Since the National Lottery was established in 1987 more than €5.3 billion has been raised for good causes. Annual contributions did dip after 2011 due to the economic recession and the fact that sales decreased in the downturn. But since 2015, sales have been back on an upward curve and our contribution to good causes is also growing. Last year we raised €226 million for good causes, which is approximately €620,000 a day.

We are working hard to raise awareness of good causes and to educate our players about where the money goes. This year we launched the first National Lottery Good Causes Awards to honour the inspiring work that is being done around Ireland in the areas of health, sport, youth, community, arts, culture, heritage and the Irish language thanks to funding good causes. We had 530 entries and look forward to the awards finals which will take place in early November 2018.

We are proud of our achievements and work diligently to protect the reputation of the National Lottery. The biggest threat to the National Lottery currently is unregulated, off-shore, bet-on-lottery operators. There are currently 15 such operators active on the Irish market using a remote bookmaker’s licence.
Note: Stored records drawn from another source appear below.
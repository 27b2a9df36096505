//! xrpl-atlas: live visualization backend for the XRP Ledger.
//!
//! The service maintains a geolocated view of the active validator set,
//! subscribes to the ledger's transaction firehose, filters and enriches
//! validated XRP payments with coordinates derived from on-ledger account
//! domains, and fans the result out to visualization clients over
//! WebSocket.
//!
//! # Example
//!
//! ```no_run
//! use xrpl_atlas::Config;
//!
//! # #[tokio::main]
//! # async fn main() -> anyhow::Result<()> {
//! let config = Config::from_env();
//! config.validate()?;
//! xrpl_atlas::run(config).await?;
//! # Ok(())
//! # }
//! ```
//!
//! # Requirements
//!
//! This library requires a Tokio runtime and a local GeoLite2 City
//! database (auto-downloaded by default).

pub mod config;
pub mod error_handling;
pub mod geolocation;
pub mod initialization;
pub mod models;
pub mod server;
pub mod transaction;
pub mod validator;
pub mod xrpl;

// Re-export the surface the binary and most embedders need.
pub use config::{Config, ConfigError, LogFormat, LogLevel};
pub use error_handling::PipelineStats;

use std::sync::Arc;
use std::time::Duration;

use anyhow::{Context, Result};
use log::{error, info, warn};
use tokio_util::sync::CancellationToken;

use crate::config::SHUTDOWN_TIMEOUT;
use crate::geolocation::{DnsHostResolver, GeoLiteDb, Resolver};
use crate::server::{AppState, Hub};
use crate::transaction::{AccountResolver, Listener, ListenerOptions};
use crate::validator::Fetcher;
use crate::xrpl::{Client, NodeClient};

/// Runs the service until a shutdown signal arrives.
///
/// Fatal startup failures (GeoLite database, upstream subscription, HTTP
/// bind) surface as errors; the binary maps them to a non-zero exit.
pub async fn run(config: Config) -> Result<()> {
    let stats = Arc::new(PipelineStats::new());

    let city_db = GeoLiteDb::open(
        &config.geolite_db_path,
        &config.geolite_download_url,
        config.geolite_auto_download,
    )
    .await
    .context("failed to initialize GeoLite resolver")?;

    let resolver = Arc::new(Resolver::new(
        Arc::new(DnsHostResolver::new(initialization::init_resolver())),
        Arc::new(city_db),
        &config.geo_cache_path,
        Duration::from_secs(config.missing_account_ttl),
    ));

    let rpc_http = initialization::init_rpc_client().context("failed to build RPC client")?;
    let validator_client: Arc<dyn NodeClient> = Arc::new(Client::new(
        config.json_rpc_url.clone(),
        config.websocket_url.clone(),
        rpc_http.clone(),
        Arc::clone(&stats),
    ));
    let tx_client: Arc<dyn NodeClient> = Arc::new(Client::new(
        config.transaction_json_rpc_url.clone(),
        config.transaction_websocket_url.clone(),
        rpc_http,
        Arc::clone(&stats),
    ));

    let source_http =
        initialization::init_source_client().context("failed to build source client")?;
    let fetcher = Arc::new(Fetcher::new(
        Arc::clone(&validator_client),
        Some(Arc::clone(&resolver)),
        source_http,
        Arc::clone(&stats),
        &config,
    ));
    fetcher.start();

    let listener = Arc::new(Listener::new(
        Arc::clone(&tx_client),
        Some(Arc::clone(&resolver) as Arc<dyn AccountResolver>),
        config.min_payment_drops,
        Arc::clone(&stats),
        ListenerOptions {
            transaction_buffer_size: config.transaction_buffer_size,
            geo_enrichment_q_size: config.geo_enrichment_q_size,
            geo_worker_count: config.geo_worker_count,
            max_geo_candidates: config.max_geo_candidates,
        },
    ));
    listener
        .start()
        .await
        .context("failed to start transaction listener")?;

    let hub = Arc::new(Hub::new(
        config.broadcast_buffer_size,
        config.ws_client_buffer_size,
        Arc::clone(&stats),
    ));
    hub.start();
    let hub_sink = Arc::clone(&hub);
    listener.add_callback(Arc::new(move |tx| hub_sink.on_transaction(tx)));

    let state = Arc::new(AppState {
        fetcher: Arc::clone(&fetcher),
        listener: Arc::clone(&listener),
        hub: Arc::clone(&hub),
        stats: Arc::clone(&stats),
        allowed_origins: config.cors_allowed_origins.clone(),
    });

    let cancel = CancellationToken::new();
    let server_task = {
        let state = Arc::clone(&state);
        let cancel = cancel.child_token();
        let listen_addr = config.listen_addr.clone();
        let listen_port = config.listen_port;
        tokio::spawn(
            async move { server::serve(state, &listen_addr, listen_port, cancel).await },
        )
    };

    tokio::signal::ctrl_c()
        .await
        .context("failed to listen for shutdown signal")?;
    info!("Shutdown signal received");
    cancel.cancel();

    let shutdown = async {
        if let Err(err) = listener.stop().await {
            error!("Error stopping transaction listener: {err:#}");
        }
        fetcher.stop();
        hub.stop();
        if let Err(err) = tx_client.close().await {
            error!("Error closing transaction client: {err:#}");
        }
        if let Err(err) = validator_client.close().await {
            error!("Error closing validator client: {err:#}");
        }
    };
    if tokio::time::timeout(SHUTDOWN_TIMEOUT, shutdown).await.is_err() {
        warn!("Component shutdown exceeded the deadline");
    }

    match tokio::time::timeout(SHUTDOWN_TIMEOUT, server_task).await {
        Ok(Ok(Ok(()))) => {}
        Ok(Ok(Err(err))) => error!("HTTP server error during shutdown: {err:#}"),
        Ok(Err(join_err)) => error!("HTTP server task panicked: {join_err}"),
        Err(_) => warn!("HTTP server shutdown exceeded the deadline"),
    }

    info!("Service shutdown complete");
    Ok(())
}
They do not operate the same strict responsible play controls we do (we want lots of people to play our games – but to spend within their means and to play responsibly and for fun) and they do not give back substantially to good causes.

We are urging the Government to ban these operators from being able to take bets on our games before they start to impact on the people’s National Lottery, such as happened in Australia and the UK.

If we all care about the National Lottery and its commitment to good causes, it is threats like these that we really need to take notice of. – Yours, etc,


Chief Executive,

Premier Lotteries

Ireland DAC,

Abbey Street,

Dublin 1.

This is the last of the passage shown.